Estrogen and its inhibition in the male reproductive tract: a summary. In adult males, germ cells, as well as Leydig cells (LC) contain P450 aromatase and actively synthesize estrogen (E2), which produces a relatively high concentration in rete testis fluid. This luminal estrogen targets estrogen receptors that are abundant throughout the male reproductive tract, but particularly ERα that is localized in the efferent ductule epithelium, where its expression is more abundant than even the female reproductive tract. In the testis, E2 may also feedback to influence the function of LC and spermatids, either round spermatids (rs) or elongated spermatids (es).

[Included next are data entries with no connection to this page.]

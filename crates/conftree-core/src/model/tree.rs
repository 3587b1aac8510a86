use chrono::{DateTime, Utc};
use serde::{Deserialize, Serialize};

use super::key_values::KeyValues;
use super::node::{
    validate_name, ConfigNode, KeyValueKind, ListKind, NodeId, NodeKind, NodeState, PathChildren,
};
use crate::errors::{ConfigError, Result};

/// Names under which the reserved key-value children are addressed
#[derive(Debug, Clone, PartialEq, Eq, Serialize, Deserialize)]
#[serde(default)]
pub struct NodeAliases {
    pub parameters: String,
    pub properties: String,
    pub attributes: String,
}

impl Default for NodeAliases {
    fn default() -> Self {
        Self {
            parameters: "parameters".to_string(),
            properties: "properties".to_string(),
            attributes: "attributes".to_string(),
        }
    }
}

impl NodeAliases {
    pub fn alias_for(&self, kind: KeyValueKind) -> &str {
        match kind {
            KeyValueKind::Parameters => &self.parameters,
            KeyValueKind::Properties => &self.properties,
            KeyValueKind::Attributes => &self.attributes,
        }
    }

    pub fn kind_for(&self, name: &str) -> Option<KeyValueKind> {
        KeyValueKind::ALL
            .into_iter()
            .find(|kind| self.alias_for(*kind) == name)
    }

    /// Each alias must be a valid, distinct node name
    ///
    /// # Errors
    ///
    /// Returns `InvalidName` for an alias the path grammar cannot address,
    /// or `Configuration` when two aliases collide.
    pub fn validate(&self) -> Result<()> {
        for kind in KeyValueKind::ALL {
            validate_name(self.alias_for(kind))?;
        }
        if self.parameters == self.properties
            || self.parameters == self.attributes
            || self.properties == self.attributes
        {
            return Err(ConfigError::Configuration {
                message: "node aliases must be distinct".to_string(),
            });
        }
        Ok(())
    }
}

/// Arena holding every node of one configuration tree
///
/// Nodes are addressed by `NodeId`. Removed nodes stay in the arena,
/// detached and `Deleted`, so ids handed out earlier never dangle.
///
/// Not internally synchronized: callers serialize mutation.
#[derive(Debug, Clone, Default)]
pub struct ConfigTree {
    nodes: Vec<ConfigNode>,
    root: Option<NodeId>,
    aliases: NodeAliases,
}
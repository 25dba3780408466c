use sha1::{Digest as _, Sha1};

use crate::error::InvalidSignature;

/// Verification seam between the store and the signer.
///
/// The store only ever needs to check tokens, so it takes this narrow trait
/// instead of the whole [`Signer`]; tests substitute a counting verifier to
/// observe how often verification actually runs.
pub(crate) trait Verify {
    fn verify_token(&self, token: &str) -> Result<String, InvalidSignature>;
}

/// Integrity stamp for cookie values.
///
/// Wire token: `hex(sha1(salt || value)) + "-" + value`. This is tamper
/// evidence, not confidentiality: the value travels in the clear and only the
/// digest binds it to the salt.
#[derive(Debug, Clone)]
pub struct Signer {
    salt: String,
}

impl Signer {
    /// Create a signer over `salt`. An empty salt is accepted here;
    /// [`CookieSession`](crate::CookieSession) construction is where a
    /// missing salt is rejected.
    pub fn new(salt: impl Into<String>) -> Self {
        Self { salt: salt.into() }
    }

    fn digest(&self, value: &str) -> String {
        let mut hasher = Sha1::new();
        hasher.update(self.salt.as_bytes());
        hasher.update(value.as_bytes());
        hex::encode(hasher.finalize())
    }

    /// Produce the signed wire token for `value`.
    pub fn sign(&self, value: &str) -> String {
        format!("{}-{}", self.digest(value), value)
    }

    /// Recover the value from a wire token, checking the digest.
    ///
    /// Splits on the first `-`, so values may themselves contain `-`.
    pub fn verify(&self, token: &str) -> Result<String, InvalidSignature> {
        let (hash, value) = token.split_once('-').ok_or(InvalidSignature)?;
        if self.digest(value) != hash {
            return Err(InvalidSignature);
        }
        Ok(value.to_owned())
    }
}

impl Verify for Signer {
    fn verify_token(&self, token: &str) -> Result<String, InvalidSignature> {
        self.verify(token)
    }
}

#[cfg(test)]
mod tests {
    use super::*;

    #[test]
    fn round_trip() {
        let signer = Signer::new("salt");
        let token = signer.sign("value");
        assert_eq!(signer.verify(&token).expect("token verifies"), "value");
    }

    #[test]
    fn known_digest() {
        let signer = Signer::new("s3cret");
        assert_eq!(
            signer.sign("abc"),
            "51314c11a048e18aceda210ee2689e1eec0c3daf-abc"
        );
    }

    #[test]
    fn value_may_contain_separator() {
        let signer = Signer::new("salt");
        let token = signer.sign("a-b-c");
        assert_eq!(signer.verify(&token).expect("token verifies"), "a-b-c");
    }

    #[test]
    fn empty_value_round_trips() {
        let signer = Signer::new("salt");
        let token = signer.sign("");
        assert_eq!(signer.verify(&token).expect("token verifies"), "");
    }

    #[test]
    fn tampered_value_rejected() {
        let signer = Signer::new("salt");
        let token = signer.sign("value");
        let tampered = token.replace("value", "Value");
        assert!(signer.verify(&tampered).is_err());
    }

    #[test]
    fn tampered_hash_rejected() {
        let signer = Signer::new("salt");
        let mut token = signer.sign("value");
        let replacement = if token.starts_with('0') { "1" } else { "0" };
        token.replace_range(0..1, replacement);
        assert!(signer.verify(&token).is_err());
    }

    #[test]
    fn missing_separator_rejected() {
        let signer = Signer::new("salt");
        assert!(signer.verify("deadbeef").is_err());
    }

    #[test]
    fn foreign_salt_rejected() {
        let token = Signer::new("salt_a").sign("value");
        assert!(Signer::new("salt_b").verify(&token).is_err());
    }
}
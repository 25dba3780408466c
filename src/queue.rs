use time::OffsetDateTime;

use crate::format;
use crate::signer::Signer;

/// One staged cookie write: the value plus every attribute emitted at flush.
#[derive(Debug, Clone, PartialEq, Eq)]
pub(crate) struct Directive {
    pub(crate) name: String,
    pub(crate) value: String,
    /// `None` means session-only (no `expires` attribute).
    pub(crate) expires: Option<OffsetDateTime>,
    pub(crate) path: String,
    pub(crate) domain: Option<String>,
    pub(crate) secure: bool,
    pub(crate) http_only: bool,
}

/// Pending writes keyed by name, flushed once at the end of the request.
///
/// Staging the same name again replaces the directive in place: the newest
/// value and attributes win, but the entry keeps its first-staged position.
#[derive(Debug, Default)]
pub(crate) struct OutboundQueue {
    staged: Vec<Directive>,
}

impl OutboundQueue {
    pub(crate) fn stage(&mut self, directive: Directive) {
        match self.staged.iter_mut().find(|d| d.name == directive.name) {
            Some(existing) => *existing = directive,
            None => self.staged.push(directive),
        }
    }

    /// Drain every staged directive into `Set-Cookie` header values.
    ///
    /// The queue is empty afterwards, so a second flush yields nothing.
    pub(crate) fn flush(&mut self, signer: &Signer) -> Vec<String> {
        self.staged
            .drain(..)
            .map(|directive| format::build_header_value(signer, &directive))
            .collect()
    }
}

Estrogen's primary function in the male tract is the regulation of fluid reabsorption in the efferent ductules via ERα, which increases the concentration of sperm prior to entering the epididymis. Disruption of ERα, either in the knockout (αERKO) or by treatment with a pure antiestrogen ICI 182,780, results in a decrease in Na+ transport from lumen to interstitium and thus a decrease in water (H₂O) and fluid reabsorption. This inhibition is mediated by a decrease in the expression of NHE3 mRNA and protein and also decreases in carbonic anhydrase II (CAII) and aquaporin I (AQP-1) proteins. There is also an increase in cystic fibrosis transmembrane conductance regulator protein and mRNA, which adds to the NHE3 effect by secreting Cl^- into the lumen by the cystic fibrosis transmembrane conductance regulator (CFTR) [64]. This inhibition of fluid reabsorption results in the dilution of cauda epididymal sperm, disruption of sperm morphology, and eventual decreased fertility. In addition to this primary regulation of luminal fluids and ions, estrogen is also responsible for maintaining a differentiated epithelial morphology through an unknown mechanism.